This article was published 09/11/2023 (708 days ago), so information in it may no longer be current.

It’s taken Connie Kaldor almost her entire life to come up with the cross-Canada tour that stops Sunday at the West End Cultural Centre.

The 70-year-old folk singer will play favourites from her career, but it’s her band, which includes her two grown-up children, Aleksi and Gabriel Campagne, as well as her husband, Paul Campagne, that will make these shows so special.

“Sheri Ulrich and I, I think we’re the only two people in the Canadian music scene that actually gave birth to their backup bands,” Kaldor says with a laugh during a telephone interview from Duncan, B.C. “The long game, nine months, 18 years before you really get them going.

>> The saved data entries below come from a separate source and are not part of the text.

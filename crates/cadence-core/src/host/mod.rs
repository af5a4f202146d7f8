// Copyright 2025 eraflo
//
// Licensed under the Apache License, Version 2.0 (the "License");
// you may not use this file except in compliance with the License.
// You may obtain a copy of the License at
//
//     http://www.apache.org/licenses/LICENSE-2.0
//
// Unless required by applicable law or agreed to in writing, software
// distributed under the License is distributed on an "AS IS" BASIS,
// WITHOUT WARRANTIES OR CONDITIONS OF ANY KIND, either express or implied.
// See the License for the specific language governing permissions and
// limitations under the License.

//! Contracts for the host environment the runtime is embedded in: a
//! monotonic clock and a display-refresh signal source.

pub mod clock;
pub mod refresh;

pub use clock::{Clock, ManualClock, SystemClock};
pub use refresh::{ChannelSignal, RefreshSignal};
// Copyright 2025 eraflo
//
// Licensed under the Apache License, Version 2.0 (the "License");
// you may not use this file except in compliance with the License.
// You may obtain a copy of the License at
//
//     http://www.apache.org/licenses/LICENSE-2.0
//
// Unless required by applicable law or agreed to in writing, software
// distributed under the License is distributed on an "AS IS" BASIS,
// WITHOUT WARRANTIES OR CONDITIONS OF ANY KIND, either express or implied.
// See the License for the specific language governing permissions and
// limitations under the License.

//! Dotted-path namespace of callable plugin slots.
//!
//! Installation resolves paths like `tools.camera.shake` over an explicit
//! tree of named slots, with typed results for every branch, so the
//! conflict handling in the plugin host is exhaustive instead of relying on
//! sentinel values.

use crate::plugin::registry::PluginFn;
use std::collections::HashMap;

/// A namespace entry: either a nested namespace or an installed callable.
pub enum Slot {
    /// A nested namespace node.
    Node(Namespace),
    /// An installed plugin function.
    Value(PluginFn),
}

/// Result of probing a dotted path without modifying the tree.
#[derive(Debug, Clone, Copy, PartialEq, Eq)]
pub enum PathLookup {
    /// The full path resolves to an existing slot.
    Found,
    /// An intermediate segment is occupied by a value; the path can neither
    /// resolve nor be created.
    Missing,
    /// The final slot is free and installation would create it (creating
    /// intermediate nodes as needed).
    WouldCreate,
}

/// Result of an installation attempt.
#[derive(Debug, Clone, Copy, PartialEq, Eq)]
pub enum InstallOutcome {
    /// The value was installed into a previously free slot.
    Added,
    /// The slot was occupied and `overwrite` was requested; the old value
    /// was replaced.
    Overwritten,
    /// The slot was occupied and `overwrite` was not requested; nothing
    /// changed.
    Occupied,
    /// The path was empty, had an empty segment, or ran through a slot
    /// occupied by a value.
    InvalidPath,
}

/// A tree of named slots that plugins install themselves into.
#[derive(Default)]
pub struct Namespace {
    slots: HashMap<String, Slot>,
}

impl Namespace {
    /// Creates an empty namespace.
    pub fn new() -> Self {
        Self::default()
    }

    /// Probes a dotted path without modifying the tree.
    pub fn lookup(&self, path: &str) -> PathLookup {
        let segments: Vec<&str> = path.split('.').collect();
        if segments.iter().any(|s| s.is_empty()) {
            return PathLookup::Missing;
        }

        let mut node = self;
        for (i, segment) in segments.iter().enumerate() {
            let last = i + 1 == segments.len();
            match node.slots.get(*segment) {
                Some(_) if last => return PathLookup::Found,
                Some(Slot::Node(next)) => node = next,
                Some(Slot::Value(_)) => return PathLookup::Missing,
                None => return PathLookup::WouldCreate,
            }
        }
        PathLookup::Found
    }

    /// Installs `value` at the dotted path, creating intermediate nodes.
    pub fn install(&mut self, path: &str, value: PluginFn, overwrite: bool) -> InstallOutcome {
        let segments: Vec<&str> = path.split('.').collect();
        if segments.iter().any(|s| s.is_empty()) {
            return InstallOutcome::InvalidPath;
        }

        let mut node = self;
        for segment in &segments[..segments.len() - 1] {
            let slot = node
                .slots
                .entry((*segment).to_string())
                .or_insert_with(|| Slot::Node(Namespace::new()));
            match slot {
                Slot::Node(next) => node = next,
                Slot::Value(_) => return InstallOutcome::InvalidPath,
            }
        }

        let leaf = segments[segments.len() - 1].to_string();
        match node.slots.get(&leaf) {
            Some(_) if !overwrite => InstallOutcome::Occupied,
            Some(_) => {
                node.slots.insert(leaf, Slot::Value(value));
                InstallOutcome::Overwritten
            }
            None => {
                node.slots.insert(leaf, Slot::Value(value));
                InstallOutcome::Added
            }
        }
    }

    /// Returns the callable installed at the dotted path, if any.
    pub fn get(&self, path: &str) -> Option<PluginFn> {
        let mut node = self;
        let segments: Vec<&str> = path.split('.').collect();
        for (i, segment) in segments.iter().enumerate() {
            let last = i + 1 == segments.len();
            match node.slots.get(*segment)? {
                Slot::Value(f) if last => return Some(f.clone()),
                Slot::Node(next) if !last => node = next,
                _ => return None,
            }
        }
        None
    }
}
// Copyright 2025 eraflo
//
// Licensed under the Apache License, Version 2.0 (the "License");
// you may not use this file except in compliance with the License.
// You may obtain a copy of the License at
//
//     http://www.apache.org/licenses/LICENSE-2.0
//
// Unless required by applicable law or agreed to in writing, software
// distributed under the License is distributed on an "AS IS" BASIS,
// WITHOUT WARRANTIES OR CONDITIONS OF ANY KIND, either express or implied.
// See the License for the specific language governing permissions and
// limitations under the License.

//! Per-second scheduler telemetry.

/// Read-only scheduler statistics, refreshed once per simulated second.
///
/// `timing_avg_ms` divides by the catch-up-inclusive total step count, not
/// the tick count, so a burst of cheap catch-up steps lowers the average.
#[derive(Debug, Clone, Default, PartialEq)]
pub struct TelemetrySnapshot {
    /// Refresh signals that ran at least one step during the second.
    pub steps_this_second: u64,
    /// Steps executed during the second, catch-up included.
    pub total_steps_this_second: u64,
    /// Highest `total_steps_this_second` observed in any second so far.
    pub max_steps_this_second: u64,
    /// True while the backlog sits above its high-water mark; the host
    /// should react (e.g. lower the target rate), the scheduler never will.
    pub overflow: bool,
    /// Cheapest step of the second, in milliseconds.
    pub timing_min_ms: f64,
    /// Mean step cost of the second, in milliseconds.
    pub timing_avg_ms: f64,
    /// Most expensive step of the second, in milliseconds.
    pub timing_max_ms: f64,
    /// Total step cost of the second, in milliseconds.
    pub timing_sum_ms: f64,
}

/// Accumulators for the one-second window currently in progress.
#[derive(Debug)]
pub(crate) struct SecondWindow {
    pub start_ms: u64,
    pub steps: u64,
    pub total_steps: u64,
    min_ms: u64,
    max_ms: u64,
    sum_ms: u64,
}

impl SecondWindow {
    pub fn new(start_ms: u64) -> Self {
        Self {
            start_ms,
            steps: 0,
            total_steps: 0,
            min_ms: u64::MAX,
            max_ms: 0,
            sum_ms: 0,
        }
    }

    /// Folds one step's elapsed time into the window.
    pub fn record_step(&mut self, elapsed_ms: u64) {
        self.min_ms = self.min_ms.min(elapsed_ms);
        self.max_ms = self.max_ms.max(elapsed_ms);
        self.sum_ms += elapsed_ms;
    }

    /// Closes the window into a snapshot.
    pub fn close(&self, overflow: bool, max_steps: u64) -> TelemetrySnapshot {
        let total = self.total_steps;
        TelemetrySnapshot {
            steps_this_second: self.steps,
            total_steps_this_second: total,
            max_steps_this_second: max_steps,
            overflow,
            timing_min_ms: if total > 0 { self.min_ms as f64 } else { 0.0 },
            timing_avg_ms: if total > 0 {
                self.sum_ms as f64 / total as f64
            } else {
                0.0
            },
            timing_max_ms: self.max_ms as f64,
            timing_sum_ms: self.sum_ms as f64,
        }
    }
}
// Copyright 2025 eraflo
//
// Licensed under the Apache License, Version 2.0 (the "License");
// you may not use this file except in compliance with the License.
// You may obtain a copy of the License at
//
//     http://www.apache.org/licenses/LICENSE-2.0
//
// Unless required by applicable law or agreed to in writing, software
// distributed under the License is distributed on an "AS IS" BASIS,
// WITHOUT WARRANTIES OR CONDITIONS OF ANY KIND, either express or implied.
// See the License for the specific language governing permissions and
// limitations under the License.

//! Demo host: drives the runtime from a background thread that plays the
//! role of a display, sending one refresh signal every ~16 ms.
//!
//! Pass a JSON config path as the first argument to override the default
//! 60 Hz / 30-frame scheduler settings.

use cadence_core::event;
use cadence_core::{
    callback, ChannelSignal, Clock, EventBus, EventData, EventTypeRegistry, InstallSpec,
    Namespace, PluginHub, PluginOptions, Scheduler, SchedulerConfig, SystemClock,
};
use std::cell::RefCell;
use std::rc::Rc;
use std::thread;
use std::time::Duration;

const REFRESH_INTERVAL: Duration = Duration::from_millis(16);
const DEMO_SIGNALS: u32 = 180;

fn load_config() -> SchedulerConfig {
    match std::env::args().nth(1) {
        Some(path) => match SchedulerConfig::from_file(&path) {
            Ok(config) => {
                log::info!("Loaded scheduler config from {path}");
                config
            }
            Err(e) => {
                log::warn!("Could not load config from {path}: {e}; using defaults");
                SchedulerConfig::default()
            }
        },
        None => SchedulerConfig::default(),
    }
}

fn main() -> anyhow::Result<()> {
    env_logger::init();

    let bus = Rc::new(EventBus::new(EventTypeRegistry::new()));
    let hub = PluginHub::new();
    let namespace = Rc::new(RefCell::new(Namespace::new()));

    // A plugin that both steps every frame and installs a callable.
    hub.register(
        callback(|data| {
            if let EventData::Step(step) = data {
                if step.virtual_frame % 60 == 0 {
                    log::info!("Heartbeat at frame {}", step.virtual_frame);
                }
            }
            Ok(())
        }),
        Some("heartbeat"),
        PluginOptions {
            event_types: vec![event::FRAME.to_string()],
            install: Some(InstallSpec {
                path: "tools.heartbeat".to_string(),
                overwrite: false,
            }),
        },
    );

    bus.register_named(event::STATS, "stats-log", |data| {
        if let EventData::Stats(snapshot) = data {
            log::info!(
                "Second elapsed: {} signals, {} steps, frame timing {:.2}/{:.2}/{:.2} ms",
                snapshot.steps_this_second,
                snapshot.total_steps_this_second,
                snapshot.timing_min_ms,
                snapshot.timing_avg_ms,
                snapshot.timing_max_ms,
            );
        }
        Ok(())
    })?;

    let clock: Rc<dyn Clock> = Rc::new(SystemClock::new());
    let mut scheduler = Scheduler::new(
        load_config(),
        Rc::clone(&bus),
        hub,
        Rc::clone(&namespace),
        clock,
    );

    // Fake display: one refresh signal per interval, then hang up.
    let (sender, mut signals) = ChannelSignal::pair();
    let pump = thread::spawn(move || {
        for _ in 0..DEMO_SIGNALS {
            if sender.send(()).is_err() {
                break;
            }
            thread::sleep(REFRESH_INTERVAL);
        }
    });

    scheduler.run(&mut signals);
    pump.join().expect("signal pump panicked");

    log::info!(
        "Done: {} simulation steps, backlog {}",
        scheduler.frames(),
        scheduler.backlog()
    );

    // The plugin's callable is reachable through the namespace.
    if let Some(heartbeat) = namespace.borrow().get("tools.heartbeat") {
        (heartbeat.borrow_mut())(&EventData::None)?;
    }

    Ok(())
}
// Copyright 2025 eraflo
//
// Licensed under the Apache License, Version 2.0 (the "License");
// you may not use this file except in compliance with the License.
// You may obtain a copy of the License at
//
//     http://www.apache.org/licenses/LICENSE-2.0
//
// Unless required by applicable law or agreed to in writing, software
// distributed under the License is distributed on an "AS IS" BASIS,
// WITHOUT WARRANTIES OR CONDITIONS OF ANY KIND, either express or implied.
// See the License for the specific language governing permissions and
// limitations under the License.

//! The shared plugin table.

use crate::event::bus::Callback;
use crate::utils::naming;
use std::cell::RefCell;
use std::rc::Rc;

/// Reserved base for auto-generated plugin keys.
const AUTO_NAME_BASE: &str = "plugin";
/// Delimiter between a plugin key base and its numeric suffix.
const NAME_DELIMITER: char = '-';

/// A plugin callable; same shape as an event listener, so subscribing a
/// plugin to an event type is a cheap handle clone.
pub type PluginFn = Callback;

/// Requested installation of a plugin onto a namespace slot.
#[derive(Debug, Clone, PartialEq, Eq)]
pub struct InstallSpec {
    /// Dotted path on the target namespace, e.g. `tools.shake`.
    pub path: String,
    /// Replace the slot if it is already occupied.
    pub overwrite: bool,
}

/// Optional wiring for a registered plugin.
#[derive(Debug, Clone, Default)]
pub struct PluginOptions {
    /// Event types the plugin function subscribes to.
    pub event_types: Vec<String>,
    /// Namespace installation request, if any.
    pub install: Option<InstallSpec>,
}

pub(crate) struct PluginEntry {
    pub name: String,
    pub func: PluginFn,
    pub options: PluginOptions,
}

#[derive(Default)]
struct HubState {
    entries: Vec<PluginEntry>,
    revision: u64,
}

/// Shared registry of plugins.
///
/// Cloning the hub clones a handle. Registration bumps a revision counter,
/// parallel to the event-type revision, so per-instance
/// [`PluginHost`](crate::plugin::PluginHost) caches know when to
/// re-synchronize without scanning the table every step.
#[derive(Clone, Default)]
pub struct PluginHub {
    state: Rc<RefCell<HubState>>,
}

impl PluginHub {
    /// Creates an empty hub.
    pub fn new() -> Self {
        Self::default()
    }

    /// Registers a plugin and returns its assigned key.
    ///
    /// An empty or colliding name degrades to auto-naming under the reserved
    /// `plugin` base; registration itself never fails.
    pub fn register(&self, func: PluginFn, name: Option<&str>, options: PluginOptions) -> String {
        let mut state = self.state.borrow_mut();
        let existing: Vec<&str> = state.entries.iter().map(|e| e.name.as_str()).collect();
        let assigned = match name {
            Some(n) if !n.is_empty() => {
                if existing.contains(&n) {
                    let renamed = naming::next_name(existing, n, NAME_DELIMITER);
                    log::warn!("Plugin name '{n}' is taken; registering as '{renamed}'");
                    renamed
                } else {
                    n.to_string()
                }
            }
            _ => naming::next_name(existing, AUTO_NAME_BASE, NAME_DELIMITER),
        };

        state.entries.push(PluginEntry {
            name: assigned.clone(),
            func,
            options,
        });
        state.revision += 1;
        log::info!("Plugin '{assigned}' registered (revision {})", state.revision);
        assigned
    }

    /// Returns true if a plugin is registered under `name`. Pure lookup.
    pub fn is_registered(&self, name: &str) -> bool {
        self.state
            .borrow()
            .entries
            .iter()
            .any(|e| e.name == name)
    }

    /// Number of registered plugins.
    pub fn len(&self) -> usize {
        self.state.borrow().entries.len()
    }

    /// Returns true if no plugins are registered.
    pub fn is_empty(&self) -> bool {
        self.state.borrow().entries.is_empty()
    }

    pub(crate) fn revision(&self) -> u64 {
        self.state.borrow().revision
    }

    /// Snapshot of the table in registration order.
    pub(crate) fn snapshot(&self) -> Vec<(String, PluginFn, PluginOptions)> {
        self.state
            .borrow()
            .entries
            .iter()
            .map(|e| (e.name.clone(), e.func.clone(), e.options.clone()))
            .collect()
    }
}

#[cfg(test)]
mod tests {
    use super::*;
    use crate::event::bus::callback;

    fn noop_fn() -> PluginFn {
        callback(|_| Ok(()))
    }

    #[test]
    fn register_assigns_requested_name() {
        let hub = PluginHub::new();
        let name = hub.register(noop_fn(), Some("shake"), PluginOptions::default());
        assert_eq!(name, "shake");
        assert!(hub.is_registered("shake"));
        assert!(!hub.is_registered("other"));
    }

    #[test]
    fn unnamed_plugins_are_auto_named() {
        let hub = PluginHub::new();
        assert_eq!(hub.register(noop_fn(), None, PluginOptions::default()), "plugin-0");
        assert_eq!(hub.register(noop_fn(), Some(""), PluginOptions::default()), "plugin-1");
        assert_eq!(hub.len(), 2);
    }

    #[test]
    fn colliding_name_degrades_to_auto_naming() {
        let hub = PluginHub::new();
        hub.register(noop_fn(), Some("shake"), PluginOptions::default());
        let second = hub.register(noop_fn(), Some("shake"), PluginOptions::default());
        assert_eq!(second, "shake-0");
        assert!(hub.is_registered("shake"));
        assert!(hub.is_registered("shake-0"));
    }

    #[test]
    fn revision_counts_registrations() {
        let hub = PluginHub::new();
        assert_eq!(hub.revision(), 0);
        hub.register(noop_fn(), None, PluginOptions::default());
        hub.register(noop_fn(), None, PluginOptions::default());
        assert_eq!(hub.revision(), 2);
    }

    #[test]
    fn clones_share_the_table() {
        let hub = PluginHub::new();
        let other = hub.clone();
        other.register(noop_fn(), Some("shared"), PluginOptions::default());
        assert!(hub.is_registered("shared"));
    }
}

“I realize that this is a rare thing, to play with my sons and sing in family harmonies.”

CHRISTINA ADELE HIGHAM PHOTO
Connie Kaldor returns to her old stomping grounds in Winnipeg Sunday to play the West End Cultural Centre.
CHRISTINA ADELE HIGHAM PHOTO Connie Kaldor returns to her old stomping grounds in Winnipeg Sunday to play the West End Cultural Centre.

Aleksi will open Sunday’s show and has his own record, For the Giving, a bilingual collection of songs that mark his heritage: Kaldor performs in English while Paul Campagne is a longtime member of Hart Rouge, the francophone family band from Saskatchewan.

“We both released an album in the same year, my 18th, his first,” Kaldor says.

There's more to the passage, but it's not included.